Long, drawn-out training sessions simply won’t cut it with this hyper and intelligent dog. Call it boredom, but when his mind starts to wander, you should quickly end that session.

Training must be patient, firm, and consistent, and sessions are short and interesting. Reinforcement must always be positive. If you get your Basenji as a puppy, training needs to begin the day you bring him home. A puppy training class will be an investment worth its weight in gold.

Pet Behaviors

If you own a Basenji, you will be delighted by his playful and gentle nature.  He is affectionate, but he won’t follow you everywhere you go. You want to be sure and socialize him early to accept people you welcome into the home. The same holds true for other dogs or cats that reside with you.

Finding One

If you’ve decided this is the breed for you, you need to find a reputable breeder. Here is what to look for in a breeder:

  • Has screened out potentially inheritable health issues
  • Welcomes your questions about temperament, health, and home life
  • Asks you questions about what you’re looking for and what kind of home you can provide
  • Expresses interest in staying in touch and answering any future questions or concerns
  • Shows real interest in finding the “right” puppy for you

What to Avoid in a Breeder:

  • Puppies are always available, and several litters are onsite
  • Seeks to quickly sell the puppy and send you on your way
  • Puppies “with papers” sold at a higher price than those “without papers”
  • Pushes selling just onsite even if close by

Basenji Health Issues

These dogs are mostly hearty, healthy creatures.

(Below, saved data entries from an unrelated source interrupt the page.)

//! Typed row schemas for the known source tables.
//!
//! Each source table has a fixed column order; a row is built from a
//! [`DecodedRow`] only when it carries at least the expected column
//! count, so a reordered or truncated dump fails with a clear
//! "expected N columns, got M" diagnostic instead of silently
//! misaligning fields.

use crate::models::{DecodedRow, SqlValue};
use anyhow::{bail, Result};

pub const USERS: &str = "users";
pub const TERMS: &str = "terms";
pub const TERM_TAXONOMY: &str = "term_taxonomy";
pub const TERM_RELATIONSHIPS: &str = "term_relationships";
pub const POSTS: &str = "posts";

pub const USERS_COLUMNS: usize = 10;
pub const TERMS_COLUMNS: usize = 4;
pub const TERM_TAXONOMY_COLUMNS: usize = 6;
pub const TERM_RELATIONSHIPS_COLUMNS: usize = 3;
pub const POSTS_COLUMNS: usize = 23;

/// Prepends the install's table prefix to a base table name.
pub fn qualified(prefix: &str, table: &str) -> String {
    format!("{}{}", prefix, table)
}

fn check_len(table: &str, row: &DecodedRow, expected: usize) -> Result<()> {
    if row.len() < expected {
        bail!("{} row: expected {} columns, got {}", table, expected, row.len());
    }
    Ok(())
}

fn int_at(table: &str, row: &DecodedRow, idx: usize, column: &str) -> Result<i64> {
    match &row[idx] {
        SqlValue::Integer(n) => Ok(*n),
        other => bail!("{} row: column {} is not an integer: {:?}", table, column, other),
    }
}

fn text_at(row: &DecodedRow, idx: usize) -> String {
    row[idx].text_or_empty().to_string()
}

/// `users`: ID, user_login, user_pass, user_nicename, user_email,
/// user_url, user_registered, user_activation_key, user_status,
/// display_name
#[derive(Debug, Clone, PartialEq)]
pub struct UserRow {
    pub id: i64,
    pub login: String,
    pub slug: String,
    pub email: String,
    pub registered: String,
    pub display_name: String,
}

impl UserRow {
    pub fn from_row(row: &DecodedRow) -> Result<Self> {
        check_len(USERS, row, USERS_COLUMNS)?;
        Ok(Self {
            id: int_at(USERS, row, 0, "ID")?,
            login: text_at(row, 1),
            slug: text_at(row, 3),
            email: text_at(row, 4),
            registered: text_at(row, 6),
            display_name: text_at(row, 9),
        })
    }
}

/// `terms`: term_id, name, slug, term_group
#[derive(Debug, Clone, PartialEq)]
pub struct TermRow {
    pub id: i64,
    pub name: String,
    pub slug: String,
}

impl TermRow {
    pub fn from_row(row: &DecodedRow) -> Result<Self> {
        check_len(TERMS, row, TERMS_COLUMNS)?;
        Ok(Self {
            id: int_at(TERMS, row, 0, "term_id")?,
            name: text_at(row, 1),
            slug: text_at(row, 2),
        })
    }
}

/// `term_taxonomy`: term_taxonomy_id, term_id, taxonomy, description,
/// parent, count
#[derive(Debug, Clone, PartialEq)]
pub struct TaxonomyRow {
    pub id: i64,
    pub term_id: i64,
    pub taxonomy: String,
    pub description: String,
}

impl TaxonomyRow {
    pub fn from_row(row: &DecodedRow) -> Result<Self> {
        check_len(TERM_TAXONOMY, row, TERM_TAXONOMY_COLUMNS)?;
        Ok(Self {
            id: int_at(TERM_TAXONOMY, row, 0, "term_taxonomy_id")?,
            term_id: int_at(TERM_TAXONOMY, row, 1, "term_id")?,
            taxonomy: text_at(row, 2),
            description: text_at(row, 3),
        })
    }
}

/// `term_relationships`: object_id, term_taxonomy_id, term_order
#[derive(Debug, Clone, Copy, PartialEq, Eq)]
pub struct RelationshipRow {
    pub object_id: i64,
    pub term_taxonomy_id: i64,
}

impl RelationshipRow {
    pub fn from_row(row: &DecodedRow) -> Result<Self> {
        check_len(TERM_RELATIONSHIPS, row, TERM_RELATIONSHIPS_COLUMNS)?;
        Ok(Self {
            object_id: int_at(TERM_RELATIONSHIPS, row, 0, "object_id")?,
            term_taxonomy_id: int_at(TERM_RELATIONSHIPS, row, 1, "term_taxonomy_id")?,
        })
    }
}

/// `posts`: ID, post_author, post_date, post_date_gmt, post_content,
/// post_title, post_excerpt, post_status, comment_status, ping_status,
/// post_password, post_name, to_ping, pinged, post_modified,
/// post_modified_gmt, post_content_filtered, post_parent, guid,
/// menu_order, post_type, post_mime_type, comment_count
#[derive(Debug, Clone, PartialEq)]
pub struct PostRow {
    pub id: i64,
    pub author: i64,
    pub date: String,
    pub content: String,
    pub title: String,
    pub excerpt: String,
    pub status: String,
    pub slug: String,
    pub post_type: String,
}

impl PostRow {
    pub fn from_row(row: &DecodedRow) -> Result<Self> {
        check_len(POSTS, row, POSTS_COLUMNS)?;
        Ok(Self {
            id: int_at(POSTS, row, 0, "ID")?,
            author: int_at(POSTS, row, 1, "post_author")?,
            date: text_at(row, 2),
            content: text_at(row, 4),
            title: text_at(row, 5),
            excerpt: text_at(row, 6),
            status: text_at(row, 7),
            slug: text_at(row, 11),
            post_type: text_at(row, 20),
        })
    }
}

#[cfg(test)]
mod tests {
    use super::*;
    use crate::decode::decode_row;

    fn user_tuple() -> &'static str {
        "2, 'jdoe', 'hash', 'jdoe', 'JDoe@Example.com', '', '2019-05-01 10:00:00', '', 0, 'John Doe'"
    }

    #[test]
    fn user_row_from_tuple() {
        let user = UserRow::from_row(&decode_row(user_tuple())).unwrap();
        assert_eq!(user.id, 2);
        assert_eq!(user.login, "jdoe");
        assert_eq!(user.slug, "jdoe");
        assert_eq!(user.email, "JDoe@Example.com");
        assert_eq!(user.display_name, "John Doe");
    }

    #[test]
    fn short_row_reports_expected_and_actual() {
        let err = UserRow::from_row(&decode_row("1, 'a'")).unwrap_err();
        let msg = err.to_string();
        assert!(msg.contains("expected 10 columns, got 2"), "{}", msg);
    }

    #[test]
    fn extra_columns_tolerated() {
        let tuple = format!("{}, 'spilled'", user_tuple());
        assert!(UserRow::from_row(&decode_row(&tuple)).is_ok());
    }

    #[test]
    fn non_integer_id_rejected() {
        let err = TermRow::from_row(&decode_row("'x', 'News', 'news', 0")).unwrap_err();
        assert!(err.to_string().contains("term_id"));
    }

    #[test]
    fn term_and_taxonomy_rows() {
        let term = TermRow::from_row(&decode_row("5, 'News', 'news', 0")).unwrap();
        assert_eq!((term.id, term.name.as_str(), term.slug.as_str()), (5, "News", "news"));

        let tax = TaxonomyRow::from_row(&decode_row("7, 5, 'category', 'All news', 0, 12")).unwrap();
        assert_eq!(tax.id, 7);
        assert_eq!(tax.term_id, 5);
        assert_eq!(tax.taxonomy, "category");
    }

    #[test]
    fn relationship_row() {
        let rel = RelationshipRow::from_row(&decode_row("10, 7, 0")).unwrap();
        assert_eq!((rel.object_id, rel.term_taxonomy_id), (10, 7));
    }

    #[test]
    fn post_row_column_positions() {
        let tuple = "1, 2, '2020-01-01 00:00:00', '2020-01-01 00:00:00', '<p>Body</p>', 'Hi', \
                     'ex', 'publish', 'open', 'open', '', 'hi', '', '', '2020-01-01 00:00:00', \
                     '2020-01-01 00:00:00', '', 0, 'https://example.com/?p=1', 0, 'post', '', 0";
        let post = PostRow::from_row(&decode_row(tuple)).unwrap();
        assert_eq!(post.id, 1);
        assert_eq!(post.author, 2);
        assert_eq!(post.content, "<p>Body</p>");
        assert_eq!(post.title, "Hi");
        assert_eq!(post.excerpt, "ex");
        assert_eq!(post.status, "publish");
        assert_eq!(post.slug, "hi");
        assert_eq!(post.post_type, "post");
    }

    #[test]
    fn null_text_columns_flatten_to_empty() {
        let tuple = "3, 'login', 'hash', NULL, NULL, '', '2019-05-01', '', 0, NULL";
        let user = UserRow::from_row(&decode_row(tuple)).unwrap();
        assert_eq!(user.slug, "");
        assert_eq!(user.email, "");
        assert_eq!(user.display_name, "");
    }

    #[test]
    fn qualified_prefixes() {
        assert_eq!(qualified("wp_", USERS), "wp_users");
        assert_eq!(qualified("legacy_", POSTS), "legacy_posts");
    }
}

However, like any breed, there are some health issues that can arise, including:

  • Fanconi Syndrome: kidney disease that causes excessive thirst, frequent urination, and elevated glucose levels.
  • Malabsorption: like human irritable bowel syndrome
  • Hemolytic Anemia: genetic disorder where a dog rarely lives beyond 2 years
  • Hypothyroidism: causes infertility, obesity, lethargy, coarse coat
  • Coloboma: Gap or hole in eye
  • Progressive Retinal Atrophy: Eye disease that causes gradual deterioration of the retina
  • Hip Dysplasia: Condition where the thigh bone does not fit well into the hip point; an inherited affliction.

If you do indeed decide to welcome a Basenji into your life, you are in for a wild ride filled with fun, joy, and excitement. In short – your life will not be boring!